Eolomea (1972)

Eolomea_(1972)‘You look like you just fell from the moon.’

In the near future, the human race has established permanent space stations and planetary bases in its own galaxy. Panic strikes when a number of spacecraft disappear in quick succession, and the leading scientist involved begins to suspect that one of her colleagues may know more about events than he is saying…

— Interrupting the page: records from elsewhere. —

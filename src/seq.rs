//! Modular sequence-number space.
//!
//! Confundo sequence and acknowledgment numbers wrap at a small modulus
//! (50 000 by default) rather than at `2^32`, so wrap-around happens even on
//! modest transfers.  All advancing goes through [`SeqSpace::advance`], which
//! keeps every value in `[0, modulus)`.

/// Default modulus of the sequence space.
pub const DEFAULT_MODULUS: u32 = 50_000;

/// Arithmetic over one sequence space.
#[derive(Debug, Clone, Copy, PartialEq, Eq)]
pub struct SeqSpace {
    modulus: u32,
}

impl SeqSpace {
    /// # Panics
    ///
    /// Panics if `modulus` is zero.
    pub fn new(modulus: u32) -> Self {
        assert!(modulus > 0, "sequence modulus must be non-zero");
        Self { modulus }
    }

    pub fn modulus(&self) -> u32 {
        self.modulus
    }

    /// Reduce an arbitrary value into the space.
    pub fn normalize(&self, v: u32) -> u32 {
        v % self.modulus
    }

    /// `(v + k) mod modulus`, computed without overflow.
    pub fn advance(&self, v: u32, k: usize) -> u32 {
        let m = u64::from(self.modulus);
        ((u64::from(v) % m + (k as u64) % m) % m) as u32
    }
}

impl Default for SeqSpace {
    fn default() -> Self {
        Self::new(DEFAULT_MODULUS)
    }
}
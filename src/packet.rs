//! Wire-format definitions for Confundo datagrams.
//!
//! Every datagram exchanged between peers is a [`Packet`]: a fixed 12-byte
//! header followed by raw payload bytes.  This module is responsible for:
//! - Defining the on-wire binary layout (header fields, flag bits).
//! - Serialising a [`Packet`] into a byte buffer ready for transmission.
//! - Deserialising a raw byte slice back into a [`Packet`].
//!
//! No I/O happens here — this is pure data transformation.
//!
//! # Wire format
//!
//! All multi-byte integers are **big-endian**.
//!
//! ```text
//!  0               1               2               3
//!  0 1 2 3 4 5 6 7 0 1 2 3 4 5 6 7 0 1 2 3 4 5 6 7 0 1 2 3 4 5 6 7
//! +-+-+-+-+-+-+-+-+-+-+-+-+-+-+-+-+-+-+-+-+-+-+-+-+-+-+-+-+-+-+-+-+
//! |                        Sequence Number                        |
//! +-+-+-+-+-+-+-+-+-+-+-+-+-+-+-+-+-+-+-+-+-+-+-+-+-+-+-+-+-+-+-+-+
//! |                    Acknowledgment Number                      |
//! +-+-+-+-+-+-+-+-+-+-+-+-+-+-+-+-+-+-+-+-+-+-+-+-+-+-+-+-+-+-+-+-+
//! |         Connection ID         |             Flags             |
//! +-+-+-+-+-+-+-+-+-+-+-+-+-+-+-+-+-+-+-+-+-+-+-+-+-+-+-+-+-+-+-+-+
//! |                        Payload ...                            |
//! +-+-+-+-+-+-+-+-+-+-+-+-+-+-+-+-+-+-+-+-+-+-+-+-+-+-+-+-+-+-+-+-+
//! ```
//!
//! There is no length field and no checksum: the payload length is the
//! datagram length minus [`HEADER_LEN`].

use thiserror::Error;

/// Bit-flag constants for the `flags` header field.
pub mod flags {
    /// Synchronise sequence numbers (handshake initiation).
    pub const SYN: u16 = 0b0000_0001;
    /// Acknowledgement field is valid.
    pub const ACK: u16 = 0b0000_0010;
    /// Finish — sender has no more data to send.
    pub const FIN: u16 = 0b0000_0100;
}

/// Byte length of the fixed-size header on the wire.
pub const HEADER_LEN: usize = 12;

const OFF_SEQ: usize = 0;
const OFF_ACK: usize = 4;
const OFF_CONN_ID: usize = 8;
const OFF_FLAGS: usize = 10;

/// Fixed-size protocol header.
#[derive(Debug, Clone, Copy, PartialEq, Eq)]
pub struct Header {
    /// Sequence number of the first payload byte (or of the SYN/FIN).
    pub seq: u32,
    /// Acknowledgement number (next expected sequence number from the peer).
    pub ack: u32,
    /// Connection-scoping tag chosen by the initiator.
    pub connection_id: u16,
    /// Bitmask of [`flags`] constants.
    pub flags: u16,
}

impl Header {
    /// `true` when every bit of `flag` is set.
    pub fn has(&self, flag: u16) -> bool {
        self.flags & flag == flag
    }

    /// Serialise only the header (see [`Packet::encode`] for the full datagram).
    pub fn encode(&self) -> [u8; HEADER_LEN] {
        let mut buf = [0u8; HEADER_LEN];
        buf[OFF_SEQ..OFF_SEQ + 4].copy_from_slice(&self.seq.to_be_bytes());
        buf[OFF_ACK..OFF_ACK + 4].copy_from_slice(&self.ack.to_be_bytes());
        buf[OFF_CONN_ID..OFF_CONN_ID + 2].copy_from_slice(&self.connection_id.to_be_bytes());
        buf[OFF_FLAGS..OFF_FLAGS + 2].copy_from_slice(&self.flags.to_be_bytes());
        buf
    }

    /// Parse the header at the start of `buf`.
    pub fn decode(buf: &[u8]) -> Result<Self, PacketError> {
        if buf.len() < HEADER_LEN {
            return Err(PacketError::BufferTooShort(buf.len()));
        }
        let word = |off: usize| u32::from_be_bytes([buf[off], buf[off + 1], buf[off + 2], buf[off + 3]]);
        let half = |off: usize| u16::from_be_bytes([buf[off], buf[off + 1]]);
        Ok(Self {
            seq: word(OFF_SEQ),
            ack: word(OFF_ACK),
            connection_id: half(OFF_CONN_ID),
            flags: half(OFF_FLAGS),
        })
    }
}

/// A complete protocol datagram: header + payload bytes.
#[derive(Debug, Clone, PartialEq, Eq)]
pub struct Packet {
    pub header: Header,
    pub payload: Vec<u8>,
}

impl Packet {
    /// A packet with no payload (SYN, ACK, FIN and their combinations).
    pub fn control(seq: u32, ack: u32, connection_id: u16, flags: u16) -> Self {
        Self {
            header: Header {
                seq,
                ack,
                connection_id,
                flags,
            },
            payload: Vec::new(),
        }
    }

    /// Serialise this packet into a newly allocated byte vector.
    pub fn encode(&self) -> Vec<u8> {
        let mut buf = Vec::with_capacity(HEADER_LEN + self.payload.len());
        buf.extend_from_slice(&self.header.encode());
        buf.extend_from_slice(&self.payload);
        buf
    }

    /// Parse a [`Packet`] from a raw datagram.
    ///
    /// Everything after the header is payload.
    pub fn decode(buf: &[u8]) -> Result<Self, PacketError> {
        let header = Header::decode(buf)?;
        Ok(Packet {
            header,
            payload: buf[HEADER_LEN..].to_vec(),
        })
    }
}

/// Errors that can arise when parsing a raw datagram.
#[derive(Debug, Error, PartialEq, Eq)]
pub enum PacketError {
    /// Datagram shorter than the fixed header.
    #[error("malformed packet: {0} bytes is shorter than the {HEADER_LEN}-byte header")]
    BufferTooShort(usize),
}
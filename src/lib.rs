//! `confundo` — a reliable, congestion-controlled byte transfer over UDP.
//!
//! # Architecture
//!
//! ```text
//!  ┌──────────┐   one window per datagram   ┌──────────┐
//!  │  Sender  │────────────────────────────▶│ Receiver │
//!  └────┬─────┘                             └─────┬────┘
//!       │        cumulative ACKs                  │
//!       │◀────────────────────────────────────────┘
//!       │
//!  ┌────▼──────────────────────────────┐
//!  │           Connection              │
//!  │  (seq/ack numbers, id, filtering) │
//!  └────┬──────────────────────────────┘
//!       │ raw UDP datagrams
//!  ┌────▼──────┐
//!  │  Socket   │  (thin async wrapper around tokio UdpSocket)
//!  └───────────┘
//! ```
//!
//! Each module has a single responsibility:
//! - [`packet`]      — 12-byte wire header (serialise / deserialise)
//! - [`seq`]         — modular sequence-number arithmetic
//! - [`config`]      — protocol parameters handed to each engine
//! - [`timer`]       — retransmission and idle timers
//! - [`congestion`]  — cwnd / ssthresh bookkeeping
//! - [`connection`]  — per-connection state shared by both roles
//! - [`sender`]      — initiator: handshake, data transfer, teardown
//! - [`receiver`]    — responder: handshake, in-order delivery, teardown
//! - [`state`]       — finite-state-machine types
//! - [`simulator`]   — lossy relay for exercising retransmission in tests
//! - [`socket`]      — async UDP socket abstraction
//! - [`error`]       — fatal error type

pub mod config;
pub mod congestion;
pub mod connection;
pub mod error;
pub mod packet;
pub mod receiver;
pub mod sender;
pub mod seq;
pub mod simulator;
pub mod socket;
pub mod state;
pub mod timer;

pub use config::Config;
pub use error::ConfundoError;
pub use receiver::Receiver;
pub use sender::{Sender, TransferStats};
//! Async UDP socket abstraction.
//!
//! [`Socket`] is a thin wrapper around `tokio::net::UdpSocket` that speaks
//! [`crate::packet::Packet`] instead of raw bytes.  All protocol logic lives
//! elsewhere; this module owns only byte I/O.

use std::net::SocketAddr;
use std::time::Duration;

use thiserror::Error;
use tokio::net::UdpSocket;

use crate::packet::{Packet, PacketError};

/// Maximum UDP datagram size.  A whole congestion window travels in one
/// datagram, so the receive buffer is never smaller than this.
pub const MAX_DATAGRAM: usize = 65_535;

/// Errors that can arise from socket operations.
#[derive(Debug, Error)]
pub enum SocketError {
    /// Underlying I/O error from the OS.
    #[error("socket I/O error: {0}")]
    Io(#[from] std::io::Error),
    /// The received datagram could not be decoded as a valid packet.
    #[error("packet decode error from {from}: {source}")]
    Packet {
        from: SocketAddr,
        #[source]
        source: PacketError,
    },
}

/// An async, packet-oriented UDP socket.
///
/// All methods are `&self` so the socket can be shared across tasks if needed.
#[derive(Debug)]
pub struct Socket {
    /// Address this socket is bound to (filled in after OS assigns ephemeral port).
    pub local_addr: SocketAddr,
    inner: UdpSocket,
}

impl Socket {
    /// Bind a new socket to `local_addr`.
    ///
    /// Passing `0.0.0.0:0` lets the OS choose an ephemeral port.
    pub async fn bind(local_addr: SocketAddr) -> Result<Self, SocketError> {
        let inner = UdpSocket::bind(local_addr).await?;
        let local_addr = inner.local_addr()?;
        Ok(Self { local_addr, inner })
    }

    /// Encode `packet` and send it as a single UDP datagram to `dest`.
    pub async fn send_to(&self, packet: &Packet, dest: SocketAddr) -> Result<(), SocketError> {
        self.inner.send_to(&packet.encode(), dest).await?;
        Ok(())
    }

    /// Send pre-encoded bytes verbatim.
    pub async fn send_raw(&self, bytes: &[u8], dest: SocketAddr) -> Result<(), SocketError> {
        self.inner.send_to(bytes, dest).await?;
        Ok(())
    }

    /// Receive the next raw datagram.
    pub async fn recv_raw(&self) -> Result<(Vec<u8>, SocketAddr), SocketError> {
        let mut buf = vec![0u8; MAX_DATAGRAM];
        let (n, addr) = self.inner.recv_from(&mut buf).await?;
        buf.truncate(n);
        Ok((buf, addr))
    }

    /// Receive the next datagram and decode it into a [`Packet`].
    ///
    /// Returns `(packet, sender_address)`.  Datagrams that fail to decode are
    /// returned as `Err` — the caller decides whether to retry.
    pub async fn recv_from(&self) -> Result<(Packet, SocketAddr), SocketError> {
        let (buf, addr) = self.recv_raw().await?;
        let packet =
            Packet::decode(&buf).map_err(|source| SocketError::Packet { from: addr, source })?;
        Ok((packet, addr))
    }

    /// [`recv_from`](Self::recv_from) bounded by `wait`; `Ok(None)` on timeout.
    pub async fn recv_timeout(
        &self,
        wait: Duration,
    ) -> Result<Option<(Packet, SocketAddr)>, SocketError> {
        match tokio::time::timeout(wait, self.recv_from()).await {
            Ok(result) => result.map(Some),
            Err(_elapsed) => Ok(None),
        }
    }
}
//! Per-connection state shared by both roles.
//!
//! A [`Connection`] owns the UDP socket, the peer address, the running
//! sequence/acknowledgement numbers and the connection id.  The
//! [`crate::sender::Sender`] and [`crate::receiver::Receiver`] engines drive
//! it; it knows nothing about either state machine.
//!
//! Inbound filtering happens here so that the engines only ever see packets
//! that belong to their connection:
//! - datagrams shorter than a header are dropped,
//! - once the peer is known, datagrams from other addresses are dropped,
//! - once the connection id is known, packets bearing another id are dropped.

use std::net::SocketAddr;
use std::time::Duration;

use tokio::time::Instant;

use crate::error::ConfundoError;
use crate::packet::{flags, Header, Packet};
use crate::seq::SeqSpace;
use crate::socket::{Socket, SocketError};

pub struct Connection {
    socket: Socket,
    /// Remote endpoint; unknown on the receiver until the first SYN.
    pub peer: Option<SocketAddr>,
    /// Next sequence number this side will use.
    pub seq_num: u32,
    /// Next sequence number expected from the peer.
    pub ack_num: u32,
    /// Connection tag; unknown on the receiver until the first SYN.
    pub connection_id: Option<u16>,
    space: SeqSpace,
    last_heard: Instant,
    tag: &'static str,
}

impl Connection {
    /// Wrap a bound socket.  `tag` prefixes every log line (`"send"`, `"recv"`).
    pub fn new(socket: Socket, space: SeqSpace, initial_seq: u32, tag: &'static str) -> Self {
        Self {
            socket,
            peer: None,
            seq_num: space.normalize(initial_seq),
            ack_num: 0,
            connection_id: None,
            space,
            last_heard: Instant::now(),
            tag,
        }
    }

    pub fn local_addr(&self) -> SocketAddr {
        self.socket.local_addr
    }

    pub fn space(&self) -> SeqSpace {
        self.space
    }

    /// When the peer was last heard from.
    pub fn last_heard(&self) -> Instant {
        self.last_heard
    }

    /// Restart the idle ceiling, e.g. when a new phase begins.
    pub fn reset_idle(&mut self) {
        self.last_heard = Instant::now();
    }

    /// Advance `seq_num` by `k` units (payload bytes, or 1 for SYN/FIN).
    pub fn advance_seq(&mut self, k: usize) {
        self.seq_num = self.space.advance(self.seq_num, k);
    }

    /// Build a packet stamped with the current `seq_num`, `ack_num` and id.
    pub fn packet(&self, flags: u16, payload: Vec<u8>) -> Packet {
        Packet {
            header: Header {
                seq: self.seq_num,
                ack: self.ack_num,
                connection_id: self.connection_id.unwrap_or(0),
                flags,
            },
            payload,
        }
    }

    /// Send `packet` to the peer.
    pub async fn send_packet(&self, packet: &Packet) -> Result<(), ConfundoError> {
        let peer = self.peer.ok_or_else(|| {
            std::io::Error::new(std::io::ErrorKind::NotConnected, "peer address not known yet")
        })?;
        self.socket.send_to(packet, peer).await?;
        log::debug!(
            "[{}] → {} seq={} ack={} len={}",
            self.tag,
            flag_names(packet.header.flags),
            packet.header.seq,
            packet.header.ack,
            packet.payload.len()
        );
        Ok(())
    }

    /// Send a payload-less packet carrying `flags`.
    pub async fn send_control(&self, flags: u16) -> Result<Packet, ConfundoError> {
        let pkt = self.packet(flags, Vec::new());
        self.send_packet(&pkt).await?;
        Ok(pkt)
    }

    /// Wait up to `wait` for the next packet that belongs to this connection.
    ///
    /// Returns `Ok(None)` when the wait elapses.  Filtered datagrams do not
    /// extend the wait.
    pub async fn recv(&mut self, wait: Duration) -> Result<Option<(Packet, SocketAddr)>, ConfundoError> {
        self.recv_until(Some(Instant::now() + wait)).await
    }

    /// Like [`recv`](Self::recv) but blocks indefinitely when `deadline` is `None`.
    pub async fn recv_until(
        &mut self,
        deadline: Option<Instant>,
    ) -> Result<Option<(Packet, SocketAddr)>, ConfundoError> {
        loop {
            let received = match deadline {
                Some(deadline) => {
                    let now = Instant::now();
                    if now >= deadline {
                        return Ok(None);
                    }
                    self.socket.recv_timeout(deadline - now).await
                }
                None => self.socket.recv_from().await.map(Some),
            };

            let (pkt, addr) = match received {
                Ok(Some(v)) => v,
                Ok(None) => return Ok(None),
                Err(SocketError::Packet { from, source }) => {
                    log::debug!("[{}] dropping datagram from {from}: {source}", self.tag);
                    continue;
                }
                Err(SocketError::Io(e)) => return Err(e.into()),
            };

            if self.peer.is_some_and(|peer| peer != addr) {
                log::debug!("[{}] ignoring datagram from stranger {addr}", self.tag);
                continue;
            }
            if self
                .connection_id
                .is_some_and(|id| id != pkt.header.connection_id)
            {
                log::debug!(
                    "[{}] ignoring packet for connection {} (ours is {:?})",
                    self.tag,
                    pkt.header.connection_id,
                    self.connection_id
                );
                continue;
            }

            self.last_heard = Instant::now();
            log::debug!(
                "[{}] ← {} seq={} ack={} len={}",
                self.tag,
                flag_names(pkt.header.flags),
                pkt.header.seq,
                pkt.header.ack,
                pkt.payload.len()
            );
            return Ok(Some((pkt, addr)));
        }
    }
}

/// Human-readable flag set for log lines, e.g. `SYN|ACK` or `DATA`.
pub fn flag_names(bits: u16) -> String {
    let names: Vec<&str> = [(flags::SYN, "SYN"), (flags::ACK, "ACK"), (flags::FIN, "FIN")]
        .into_iter()
        .filter(|(bit, _)| bits & bit != 0)
        .map(|(_, name)| name)
        .collect();
    if names.is_empty() {
        "DATA".to_string()
    } else {
        names.join("|")
    }
}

East German science fiction drama which strives for a serious tone and the same philosophical insight as Russian examples of the period, such as Andrei Tarkovsky’s epic ‘Solaris’ (1972). The story comes from the pen of Angel Vagenshtain, a Bulgarian writer who first found recognition with his screenplay for ‘Stars’ (1959), which won the Special Jury Prize at the Cannes Film Festival. A number of his scripts were produced over the years, and he enjoyed recognition later in life as a novelist, so it’s strange that the weakness of the film lies in its lack of story development. The solution to the central mystery is pretty much given away around the halfway point and, although the film may have been intended more as a rumination on mankind’s future among the stars than as a space age thriller, it might have helped to keep the audience in suspense a little while longer. As it is the final third falls flat as events unfold on lines that are entirely too predictable.

It’s a shame as we have a decent setup. Space station Margot falls silent after a number of ships disappear in the area, prompting a complete ban on space travel, much to the disgust of chain-smoking head scientist Maria Scholl. She determines to investigate and soon targets colleague Professor Tal (Rolf Hoppe) and a long-abandoned exploration project that never received official approval. Simultaneously, her sometime lover (Ivan Andanov) endures a dead end posting on an asteroid with only crusty old Vsevolod Sanaev for company. His isolation is contrasted with fairly random flashbacks to his romance with Scholl, which seem jarring at first, but are designed to provoke an emotional payoff at the climax.

Eolomea_(1972)

‘Whatevah’

Unfortunately, the film never grips either emotionally or intellectually. The notion that space exploration might actually be very boring is intriguing, and well realised in the scenes where Andanov and Sanaev get drunk to deal with it. But there’s little insight elsewhere, beyond a consideration of man’s urge of explore at whatever the personal cost.

The SFX are fairly basic, with the crew apparently shooting their spacecraft models upside down, and at night. The inversions were to eliminate wires showing on the screen, and the midnight schedule was to eliminate vibration caused by daytime traffic passing outside the studio! Apparently, there was some involvement from Russia’s famous MosFilms and from a Berlin-based company, but this can have only been minimal, as the film only received a theatrical release in East Germany, eventually surfacing on home video over 25 years later after German re-unification.

It’s not entirely without merit, and worth a watch if your taste in science fiction runs to the more studious, prophetic aspects of the genre.